I had him present a little part of what he expected to say at the interview, and I could see his discomfort in action. He was definitely trying to play a role that didn’t seem to fit him.

So I asked him how he wanted the interview to go, and he told me he wanted to have leadership presence, which he described as “confident stage presence.” As you might imagine, I really liked the sound of that.

I chatted with him a little more, and learned that in his normal role at work, he led a team through meetings literally every day, and had zero anxiety around those presentations. So I asked him to lead me through one of those meetings.

Suddenly he was like a different person. He was more animated, he had more personality, his words flowed, he smiled and enjoyed himself more. And his presence just skyrocketed.

Clearly, my job was to get him to present at the interview like he presented himself to his team.

So we chatted about his role in this pending interview. Just like with an actor approaching a fictional character, the way that you think about your role in a real-life challenge dictates how you play your part.

He clearly saw his role as being that of a salesperson. To him, that meant talking a lot about himself and his offering, and it defined success as the prospect saying, “Yes, I’ll buy.” The look on his face as he described this vision spoke volumes.

I asked him to put that vision of his role aside for a moment, and suggested that he consider a different role.

“What if you’re not there to sell? Let’s imagine a totally different scenario: Maybe this company that you’re going to be speaking to has a major project coming up, and they’re looking for advice on how to proceed with it. They know your company has a good reputation for taking care of projects like this, so they’ve asked you guys to come and talk with them about it. How would that be?”

He looked at me, imagining. A smile danced on the corners of his mouth.

“So,” I continued, “Maybe you’re not there as a salesperson at all. Maybe you’re there just to consult with them, and share your expertise in projects like this.”

I asked him to present to me again, and all of a sudden everything changed. He talked about the challenges that this project was facing, and he offered his recommendations. He spoke with a gleam in his eye and a smile that communicated that yes, this would be a hard project to achieve within the parameters laid out. It would be a challenge, but it would be fun to tackle the challenge.

He instantly vaulted to leadership presence, and with that presence came an undeniable sense of value that no prospect in their right mind could resist.

So, the next time you feel like you have to sell yourself, I want to suggest that you rethink your role.

  • Think of yourself not as selling, but as being there to help.
  • Think of yourself not as a salesperson, but as a consultant.
  • And recognize that when consultants are hired, they’re hired to consult. Your being there to consult means you’ve already won. You don’t have any further distance to go — You already got invited to offer your expertise.

And by the way, this works anywhere, whether you’re selling services for your company, selling yourself in a job interview, or selling your ideas to your boss.

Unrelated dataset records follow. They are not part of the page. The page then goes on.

use std::env;
use std::path::PathBuf;

use crate::error::AppError;
use crate::persona::Persona;

/// Application configuration loaded from environment variables
#[derive(Debug, Clone)]
pub struct Config {
    /// Remote endpoints.
    pub services: ServiceConfig,
    /// Durable store location.
    pub storage: StorageConfig,
    /// Log level and format.
    pub logging: LoggingConfig,
    /// HTTP request settings.
    pub request: RequestConfig,
    /// Chat defaults.
    pub chat: ChatConfig,
}

/// Remote service endpoints and credentials
#[derive(Debug, Clone)]
pub struct ServiceConfig {
    /// Chat generation service (`/api/chat/generate`).
    pub ai_service_url: String,
    /// Points service (`/api/points/calculate`).
    pub api_service_url: String,
    /// Quest and pet catalog API root.
    pub catalog_url: String,
    /// Sent as `X-API-Key` on every call.
    pub api_key: String,
}

/// Durable key/value storage configuration
#[derive(Debug, Clone)]
pub struct StorageConfig {
    /// SQLite database file.
    pub path: PathBuf,
    /// Pool size.
    pub max_connections: u32,
}

/// Logging configuration
#[derive(Debug, Clone)]
pub struct LoggingConfig {
    /// `EnvFilter` directive, e.g. `info`.
    pub level: String,
    /// Output format.
    pub format: LogFormat,
}

/// Log output format
#[derive(Debug, Clone, PartialEq)]
pub enum LogFormat {
    /// Human-readable lines.
    Pretty,
    /// One JSON object per event.
    Json,
}

/// HTTP request configuration
#[derive(Debug, Clone)]
pub struct RequestConfig {
    /// Per-request timeout in milliseconds.
    pub timeout_ms: u64,
}

/// Chat defaults
#[derive(Debug, Clone)]
pub struct ChatConfig {
    /// Persona used when none is given on the command line.
    pub persona: Persona,
}

impl Config {
    /// Load configuration from environment variables
    pub fn from_env() -> Result<Self, AppError> {
        // Load .env file if present (ignore errors if not found)
        let _ = dotenvy::dotenv();

        let services = ServiceConfig {
            ai_service_url: env::var("NANDI_AI_SERVICE_URL")
                .unwrap_or_else(|_| "http://localhost:8000".to_string()),
            api_service_url: env::var("NANDI_API_SERVICE_URL")
                .unwrap_or_else(|_| "http://localhost:8080".to_string()),
            catalog_url: env::var("NANDI_CATALOG_URL")
                .unwrap_or_else(|_| "http://localhost:8080/api".to_string()),
            api_key: env::var("NANDI_API_KEY").unwrap_or_else(|_| "dev_api_key".to_string()),
        };

        let storage = StorageConfig {
            path: PathBuf::from(
                env::var("STORAGE_PATH").unwrap_or_else(|_| "./data/nandi.db".to_string()),
            ),
            max_connections: env::var("STORAGE_MAX_CONNECTIONS")
                .ok()
                .and_then(|s| s.parse().ok())
                .unwrap_or(5),
        };

        let logging = LoggingConfig {
            level: env::var("LOG_LEVEL").unwrap_or_else(|_| "info".to_string()),
            format: match env::var("LOG_FORMAT")
                .unwrap_or_else(|_| "pretty".to_string())
                .to_lowercase()
                .as_str()
            {
                "json" => LogFormat::Json,
                _ => LogFormat::Pretty,
            },
        };

        let request = RequestConfig {
            timeout_ms: env::var("REQUEST_TIMEOUT_MS")
                .ok()
                .and_then(|s| s.parse().ok())
                .unwrap_or(10000),
        };
        if request.timeout_ms == 0 {
            return Err(AppError::Config {
                message: "REQUEST_TIMEOUT_MS must be greater than zero".to_string(),
            });
        }

        let persona = env::var("NANDI_PERSONA").unwrap_or_else(|_| "karma".to_string());
        let chat = ChatConfig {
            persona: persona.parse().map_err(|e| AppError::Config {
                message: format!("NANDI_PERSONA: {}", e),
            })?,
        };

        Ok(Config {
            services,
            storage,
            logging,
            request,
            chat,
        })
    }
}

impl Default for RequestConfig {
    fn default() -> Self {
        Self { timeout_ms: 10000 }
    }
}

If you like this post, share it through the social media links on the left, and share your thoughts with us below. We want to know what questions you have, what concerns might hold you back, and what happens for you when you put our method to the test!


  1. Carolyn Herfurth on November 8, 2011 at 7:36 am

    Great advice, Pete! I work with solo entrepreneurs who are selling their own services and there’s often a “story” around what they perceive selling to be. This is a terrific way to change the story.

    Keep up your great work!

    • Pete Machalek on November 8, 2011 at 9:06 am

      Thanks, Carolyn — and you too! I love your videos and your approach to making a difference for entrepreneurs!

  2. Michele Aldape on November 8, 2011 at 8:05 am

    Well said, Pete,

    I’m definitely passing this one on!

    • Pete Machalek on November 8, 2011 at 9:06 am

      Great to hear it, Michele! Let us know what happens!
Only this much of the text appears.